* Work task *
Copy out every line of the records where the string "main" occurs.

Items from a data source
☆ ☆ ☆ ☆ ☆

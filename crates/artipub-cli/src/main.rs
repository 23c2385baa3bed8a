//! artipub CLI binary.
//!
//! Entry point for the `artipub` plugin. It parses arguments and `PLUGIN_*`
//! environment variables with `clap`, initializes logging via `tracing`,
//! and dispatches to the command handler. Running without a subcommand
//! publishes, which is how CI hosts invoke the plugin image.

mod cli;
mod commands;

use miette::Result;
use tracing_subscriber::EnvFilter;

const DEFAULT_LOG_LEVEL: &str = "info";

#[tokio::main]
async fn main() -> Result<()> {
    let args = cli::parse();
    let raw = args.settings.to_raw_config()?;

    let level = if args.verbose {
        "debug"
    } else {
        raw.log_level.as_deref().unwrap_or(DEFAULT_LOG_LEVEL)
    };
    tracing_subscriber::fmt()
        .with_writer(std::io::stderr)
        .with_env_filter(
            EnvFilter::try_from_default_env()
                .or_else(|_| EnvFilter::try_new(level))
                .unwrap_or_else(|_| EnvFilter::new(DEFAULT_LOG_LEVEL)),
        )
        .init();

    commands::dispatch(args, raw).await
}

☆ ☆ ☆ ☆ ☆

* Result of this exercise *
filename crates/artipub-cli/src/main.rs
#[tokio::main]
async fn main() -> Result<()> {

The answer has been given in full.